By June 2026, the AI chip market appears settled: NVIDIA’s Blackwell architecture has driven an 85.2% year-over-year surge in data center revenue to $75.25 billion. Its networking segment alone generated $14.8 billion—more than AMD’s entire data center business. Yet beneath this overwhelming dominance, a more strategic contest is unfolding. AMD is probing for structural gaps in NVIDIA’s fortress through three interlocking vectors: customer anchoring, heterogeneous integration, and photonic co-design.
Meta’s endorsement is AMD’s most credible foothold. In Q1 2026, the social media giant publicly committed to large-scale deployment of AMD’s MI300X accelerators, naming AMD a core supplier for its custom AI infrastructure. This move delivers not just volume but legitimacy—it shatters the market assumption that only NVIDIA can sustain hyperscale AI training. While AMD’s data center revenue remains roughly one-fifth of NVIDIA’s, its 57% YoY growth signals that its platform has passed rigorous validation by a top-tier customer.
But the real differentiation lies beyond the GPU die. AMD CEO Lisa Su has consistently emphasized a “chiplet + optics” roadmap—deeply coupling advanced packaging with silicon photonics to slash communication latency and power consumption in AI clusters. This strategy directly implicates two critical enablers: Coherent and Corning. Coherent, following its 2025 integration of II-VI, now dominates the 800G/1.6T pluggable optical engine market. Corning, meanwhile, supplies the low-loss and multi-core fiber that forms the physical backbone of intra-data-center optical interconnects. Though AMD holds no equity stake in either, its MI300 packaging explicitly aligns with Coherent’s interface standards, and it jointly shapes next-gen interconnect specifications within the Optical Internetworking Forum (OIF) alongside Corning.
NVIDIA, by contrast, leans into vertical integration and software lock-in. Its Quantum-2 InfiniBand network delivers exceptional performance but at significantly higher power than open-standard Ethernet-plus-optics alternatives. As AI clusters scale beyond one million GPUs, power and thermal costs now outweigh chip procurement expenses for cloud operators. Meta and Microsoft are actively evaluating AMD+Marvell+Credo-based optical Ethernet stacks to replace portions of their InfiniBand deployments. While this “de-NVIDIafication” remains niche, it reveals a pivotal shift: as compute scaling hits diminishing returns, system efficiency trumps peak FLOPS.
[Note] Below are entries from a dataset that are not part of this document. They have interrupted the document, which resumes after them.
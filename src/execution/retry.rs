//! Retrying work that lost a deadlock.

use super::connection::ConnectionError;
use tracing::warn;

/// How many times deadlocked work is attempted before giving up.
pub const MAX_DEADLOCK_RETRIES: u32 = 5;

/// Run `block` on a connection from `open`, retrying with a fresh
/// connection while it fails with [`ConnectionError::Deadlock`].
///
/// Other errors, and the final deadlock once `max_attempts` is reached, are
/// returned as is. Errors from `open` are not retried.
pub fn with_deadlock_retry<C, T, O, B>(
    max_attempts: u32,
    mut open: O,
    mut block: B,
) -> Result<T, ConnectionError>
where
    O: FnMut() -> Result<C, ConnectionError>,
    B: FnMut(&mut C) -> Result<T, ConnectionError>,
{
    let max_attempts = max_attempts.max(1);
    let mut attempt = 0;
    loop {
        attempt += 1;
        let mut connection = open()?;
        match block(&mut connection) {
            Err(e) if e.is_deadlock() && attempt < max_attempts => {
                warn!(attempt, max_attempts, error = %e, "Deadlock, retrying on a new connection");
            }
            result => return result,
        }
    }
}
//! SQLite connection adapter.

use super::connection::{ColumnInfo, Connection, ConnectionError, DbValue};
use rusqlite::types::ValueRef;
use rusqlite::{params, ErrorCode};
use std::borrow::Cow;
use std::path::Path;

/// A [`Connection`] backed by a SQLite database.
pub struct SqliteConnection {
    conn: rusqlite::Connection,
}

impl SqliteConnection {
    pub fn open(path: &Path) -> Result<Self, ConnectionError> {
        Ok(Self {
            conn: rusqlite::Connection::open(path)?,
        })
    }

    pub fn open_in_memory() -> Result<Self, ConnectionError> {
        Ok(Self {
            conn: rusqlite::Connection::open_in_memory()?,
        })
    }

    pub fn from_connection(conn: rusqlite::Connection) -> Self {
        Self { conn }
    }

    pub fn inner(&self) -> &rusqlite::Connection {
        &self.conn
    }
}

impl From<rusqlite::Error> for ConnectionError {
    fn from(e: rusqlite::Error) -> Self {
        match &e {
            rusqlite::Error::SqliteFailure(failure, _)
                if matches!(
                    failure.code,
                    ErrorCode::DatabaseBusy | ErrorCode::DatabaseLocked
                ) =>
            {
                ConnectionError::Deadlock(e.to_string())
            }
            _ => ConnectionError::Sql(e.to_string()),
        }
    }
}

impl From<ValueRef<'_>> for DbValue {
    fn from(value: ValueRef<'_>) -> Self {
        match value {
            ValueRef::Null => DbValue::Null,
            ValueRef::Integer(i) => DbValue::Integer(i),
            ValueRef::Real(r) => DbValue::Real(r),
            ValueRef::Text(t) => DbValue::Text(String::from_utf8_lossy(t).into_owned()),
            ValueRef::Blob(b) => DbValue::Blob(b.to_vec()),
        }
    }
}

/// Rewrite backslash escapes inside string literals into SQLite's syntax.
///
/// Generated SQL escapes `'` as `\'`, `;` as `\;` and `\` as `\\`. SQLite
/// only knows `''`, so those three pairs are rewritten within single-quoted
/// literals. Other backslashes, and text outside literals, are left alone.
pub fn sqlite_literals(sql: &str) -> Cow<'_, str> {
    if !sql.contains('\\') {
        return Cow::Borrowed(sql);
    }

    let mut out = String::with_capacity(sql.len());
    let mut chars = sql.chars().peekable();
    let mut in_literal = false;
    while let Some(c) = chars.next() {
        if in_literal {
            match c {
                '\\' => match chars.peek().copied() {
                    Some('\'') => {
                        chars.next();
                        out.push_str("''");
                    }
                    Some(escaped @ ('\\' | ';')) => {
                        chars.next();
                        out.push(escaped);
                    }
                    _ => out.push('\\'),
                },
                '\'' if chars.peek() == Some(&'\'') => {
                    chars.next();
                    out.push_str("''");
                }
                '\'' => {
                    in_literal = false;
                    out.push(c);
                }
                _ => out.push(c),
            }
            continue;
        }
        match c {
            '\'' => {
                in_literal = true;
                out.push(c);
            }
            '-' if chars.peek() == Some(&'-') => {
                out.push(c);
                for next in chars.by_ref() {
                    out.push(next);
                    if next == '\n' {
                        break;
                    }
                }
            }
            _ => out.push(c),
        }
    }
    Cow::Owned(out)
}

fn quote_identifier(name: &str) -> String {
    format!("\"{}\"", name.replace('"', "\"\""))
}

impl Connection for SqliteConnection {
    fn execute(&mut self, sql: &str) -> Result<usize, ConnectionError> {
        self.conn.execute_batch(&sqlite_literals(sql))?;
        Ok(usize::try_from(self.conn.changes()).unwrap_or(usize::MAX))
    }

    fn query(&mut self, sql: &str) -> Result<Vec<Vec<DbValue>>, ConnectionError> {
        let mut stmt = self.conn.prepare(&sqlite_literals(sql))?;
        let column_count = stmt.column_count();
        let mut rows = stmt.query([])?;

        let mut result = Vec::new();
        while let Some(row) = rows.next()? {
            let mut values = Vec::with_capacity(column_count);
            for i in 0..column_count {
                values.push(DbValue::from(row.get_ref(i)?));
            }
            result.push(values);
        }
        Ok(result)
    }

    fn begin_transaction(&mut self) -> Result<(), ConnectionError> {
        self.conn.execute_batch("BEGIN")?;
        Ok(())
    }

    fn commit(&mut self) -> Result<(), ConnectionError> {
        if self.conn.is_autocommit() {
            return Err(ConnectionError::NoTransaction);
        }
        self.conn.execute_batch("COMMIT")?;
        Ok(())
    }

    fn rollback(&mut self) -> Result<(), ConnectionError> {
        if self.conn.is_autocommit() {
            return Err(ConnectionError::NoTransaction);
        }
        self.conn.execute_batch("ROLLBACK")?;
        Ok(())
    }

    fn table_exists(&mut self, table: &str) -> Result<bool, ConnectionError> {
        let mut stmt = self
            .conn
            .prepare("SELECT 1 FROM sqlite_master WHERE type = 'table' AND name = ?1 COLLATE NOCASE")?;
        Ok(stmt.exists(params![table])?)
    }

    fn table_columns(&mut self, table: &str) -> Result<Vec<ColumnInfo>, ConnectionError> {
        let sql = format!("PRAGMA table_info({})", quote_identifier(table));
        let mut stmt = self.conn.prepare(&sql)?;
        let columns = stmt
            .query_map([], |row| {
                Ok(ColumnInfo {
                    name: row.get(1)?,
                    type_name: row.get(2)?,
                    primary_key: row.get::<_, i64>(5)? > 0,
                })
            })?
            .collect::<Result<Vec<_>, _>>()?;
        Ok(columns)
    }
}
Samsung plays a subtle yet pivotal role. As the primary supplier of HBM3E memory, Samsung serves both NVIDIA and AMD—but in 2026 prioritized HBM allocation for AMD’s MI300X. This decision reflects both commercial pragmatism (AMD offers more flexible terms) and geopolitical hedging: Korean firms seek to avoid overreliance on a single AI chip vendor amid escalating U.S. export controls. Samsung’s capacity tilt has granted AMD a crucial delivery window.
Lumentum, Coherent’s chief rival, warrants attention too. Despite leadership in VCSELs and silicon photonic modulators, Lumentum’s collaboration with NVIDIA remains component-level, lacking system-wide synergy. Coherent, however, is co-building an “Open Optical Computing Alliance” with AMD and Marvell to define the hardware abstraction layer for next-gen AI interconnects. If standardized, this could erode NVIDIA’s control over the networking stack.
I judge the next 18 months as the inflection point. NVIDIA’s moat remains deep, but its post-Blackwell Rubin architecture faces dual headwinds: sub-3nm yield challenges and power walls. If AMD delivers its MI400 series on schedule in 2027—with integrated 1.6T Coherent engines—it could establish localized advantages in inference-heavy workloads like fine-tuning and edge AI clusters. The goal isn’t to dethrone NVIDIA but to force the market toward a multi-vendor equilibrium.
The true battleground may no longer be transistor density, but who first weaves photons, memory, and compute into an efficient, open, and scalable neural fabric. As AI infrastructure shifts from brute-force scaling to systemic optimization, cracks may widen into corridors.